Tutti - nel campo progressista - e soprattutto nel Pd aspettano l’esito delle regionali in Umbria per esprimersi sull’Anci e sui due candidati a Presidente: il sindaco di Napoli Gaetano Manfredi e quello di Torino Stefano Lo Russo. Una questione di forma più che di sostanza perché al di là di chi vincerà in Umbria il tema è tutto interno al Pd che esprime il candidato governatore con Michele De Pascale e una eventuale non vittoria aprirebbe alle critiche interne verso la segretaria Elly Schlein.
L’ex rettore - invece - a prescindere dalle urne umbre avanza nella corsa a quella ambitissima poltrona rispetto al suo collega torinese. Che giocherà in casa questa partita visto che l’Assemblea dei Comuni italiani si terrà nel capoluogo piemontese. E per fortuna di Manfredi il “fattore campo” qui conta fino a un certo punto, perché a comandare il gioco è la politica. Dire che devono scegliere i sindaci il loro Presidente è un esercizio dialettico e basta, atteso che le fasce tricolori sono espressione della politica e in Anci la maggioranza dei primi cittadini è targata Pd o centrosinistra.

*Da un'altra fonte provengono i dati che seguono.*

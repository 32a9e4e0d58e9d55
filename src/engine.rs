//! High-level orchestrator: validate → resolve → probe loop → output.

use crate::{
    cli::Args,
    error::{PingError, Result},
    formatter::{Formatter, Normal},
    probe::{probe_once, tls_connector},
    session::{ProbeSession, ResolvedSession, Settings, Transport},
    stats::{Stats, Summary},
    stratum::Request,
};
use anyhow::Context;
use tokio::{
    fs::File,
    io::{AsyncBufRead, AsyncBufReadExt, BufReader},
    time::{sleep, Instant},
};
use tracing::{debug, info, warn};

/// Transports run for every line of a batch file, in order.
/// The `--tls` flag does not apply in batch mode.
pub const BATCH_PLAN: [Transport; 2] = [Transport::Tcp, Transport::Tls];

pub fn run(args: Args) -> Result<()> {
    let rt = tokio::runtime::Builder::new_current_thread()
        .enable_all()
        .build()?;
    rt.block_on(run_async(args))
}

async fn run_async(args: Args) -> Result<()> {
    let settings = args.settings();
    let fmt = Normal;

    match &args.input {
        Some(path) => {
            let file = File::open(path)
                .await
                .with_context(|| format!("cannot open input file {}", path.display()))?;
            run_batch(BufReader::new(file), &settings, &fmt).await;
        }
        None => {
            let target = args.target.as_deref().unwrap_or_default();
            if let Err(err) = ping(target, &settings, Transport::from(args.tls), &fmt).await {
                fmt.error(&err);
            }
        }
    }
    Ok(())
}

/// Probe every target line of `input` with each transport of [BATCH_PLAN].
///
/// Lines are trimmed; blank ones are not skipped. The text after the last
/// line terminator is a target too, so a newline-terminated (or empty) input
/// ends with an empty target. The first validation or read error is reported
/// and stops the batch. Returns the number of sessions that reached the
/// probe loop.
pub async fn run_batch<R>(mut input: R, settings: &Settings, fmt: &dyn Formatter) -> usize
where
    R: AsyncBufRead + Unpin,
{
    let mut line = String::new();
    let mut completed = 0;

    loop {
        line.clear();
        let at_eof = match input.read_line(&mut line).await {
            Ok(_) => !line.ends_with('\n'),
            Err(err) => {
                fmt.error(&PingError::ReadInput(err));
                break;
            }
        };
        let target = line.trim();

        for transport in BATCH_PLAN {
            match ping(target, settings, transport, fmt).await {
                Ok(Some(_)) => completed += 1,
                Ok(None) => {}
                Err(err) => {
                    warn!(%target, "stopping batch: {err}");
                    fmt.error(&err);
                    return completed;
                }
            }
        }

        if at_eof {
            break;
        }
    }
    completed
}

/// Run one session against `target`.
///
/// Validation errors are returned. Resolution and TLS setup errors are
/// reported through `fmt` and end the session with `Ok(None)`.
pub async fn ping(
    target: &str,
    settings: &Settings,
    transport: Transport,
    fmt: &dyn Formatter,
) -> Result<Option<Summary>> {
    let session = ProbeSession::new(target, settings, transport)?;

    let resolved = match session.resolve().await {
        Ok(resolved) => resolved,
        Err(err) => {
            fmt.error(&PingError::from(err));
            return Ok(None);
        }
    };

    match probe_session(&resolved, fmt).await {
        Ok(summary) => Ok(Some(summary)),
        Err(err) => {
            fmt.error(&err);
            Ok(None)
        }
    }
}

/// Run the attempt loop of a resolved session.
///
/// Every attempt is followed by the pacing delay, the last one included.
pub async fn probe_session(target: &ResolvedSession, fmt: &dyn Formatter) -> Result<Summary> {
    let session = target.session();
    let connector = match session.transport() {
        Transport::Tls => Some(tls_connector()?),
        Transport::Tcp => None,
    };
    let request = Request::new(session.protocol(), session.credentials());
    let addr = target.socket_addr();
    let timings = session.timings();

    info!(
        %addr,
        protocol = %session.protocol(),
        transport = ?session.transport(),
        count = session.count(),
        "probing"
    );
    fmt.banner(target);

    let mut stats = Stats::new(session.host(), target.ip());
    let start = Instant::now();

    for _ in 0..session.count() {
        let outcome = probe_once(addr, connector.as_ref(), &request, timings).await;
        if let Err(err) = &outcome {
            debug!(%addr, "attempt failed: {err}");
        }
        fmt.probe(&stats.feed(outcome));
        sleep(timings.interval).await;
    }

    let summary = stats.summary(start.elapsed());
    fmt.summary(&summary);
    Ok(summary)
}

Marco Sarracino parlamentare del Pd al riguardo non si nasconde: «Io sono schieratissimo con Manfredi così come tutto il sud». Sarracino è molto vicino alla segretaria Schlein. Quella del deputato napoletano non è una posizione isolata perché dal Nazareno riconoscono che «un pezzo di sindaci del nord che fanno capo al partito sta marciando in un’altra direzione ma nessuno mette in discussione il risultato finale». Manfredi vola basso e dal suo entourage filtra tranquillità come chi ha messo a disposizione la sua candidatura quale profilo istituzionale e rappresentante della terza città d’Italia e capitale del sud in un’epoca in cui il centrosinistra fa la sua battaglia contro l’Autonomia differenziata.
Il profilo Manfredi non è una scelta casuale perché riesce a parlare e a dare garanzie anche con chi sta dall’altra parte, cioè il centrodestra. Una qualità che gli hanno già riconosciuto nello stesso Pd - tra gli altri - l’eurodeputato Matteo Ricci e il parlamentare Roberto Morassut. Al netto di tutto ciò Manfredi è un pragmatico e se dichiara di essere in campo lo fa perché sa che le chance di vincere sono concrete. Ieri - non a caso - il suo telefono era bollente. Si è sentito con suoi colleghi e rinsaldato le alleanze con le grandi città - tranne Torino e Milano - e c’è stato un contatto a livello politico anche con il Nazareno.
Fatto sta che i tempi sono stretti: a 6 giorni dall’apertura dell’Assemblea - il nuovo presidente verrà eletto il 20 - dal centrodestra dove la preferenza per Manfredi rispetto a Lo Russo è chiara iniziano a essere impazienti. In Anci, oltre a quella di Presidente, devono essere assegnate molte caselle di grande pregio e i partiti del Governo Meloni vogliono garanzie che i patti vengano rispettati cioè di avere la loro giusta rappresentanza. «Il Pd rivendica la presidenza dell’Anci. Però si lacera al suo interno. E vuole fare le primarie privatizzate nel suo partito per regolare in forma privatistica i propri conti.
Nel frattempo De Luca introduce norme abusive per un suo impossibile terzo mandato, ma penalizza la eleggibilità dei sindaci in Campania. Insomma dal Pd soltanto segnali di arroganza e di confusione. Per non dire delle parole fuori luogo di qualche sindaco che attacca il governo con affermazioni non veritiere». Lo scrivono in una nota congiunta i responsabili enti locali dei partiti del centrodestra Pierluigi Biondi (Fratelli d’Italia), Stefano Locatelli (Lega), Maurizio Gasparri (Forza Italia), Giuseppe Bicchielli (Noi Moderati) e Antonio De Poli (Unione di Centro). Insomma il fantasma del governatore campano Vincenzo De Luca e del Pd regionale mette in difficoltà anche la corsa di Manfredi. La nota del centrodestra si conclude così: «Non è il clima migliore - prosegue la nota - per avvicinarsi all’Assemblea dell’Anci. Che deve essere la casa di tutti. Se non ci sono intese, invece che fare primarie di setta o di corrente, potrebbe essere l’Assemblea dei sindaci a scegliere autonomamente il proprio Presidente oppure chiediamo al Pd di azzerare tutto e condividere, nelle prossime 24 ore, un nome terzo che possa mettere tutti d’accordo». Insomma se non c’è chiarezza su Manfredi si rimescoleranno tutte le carte.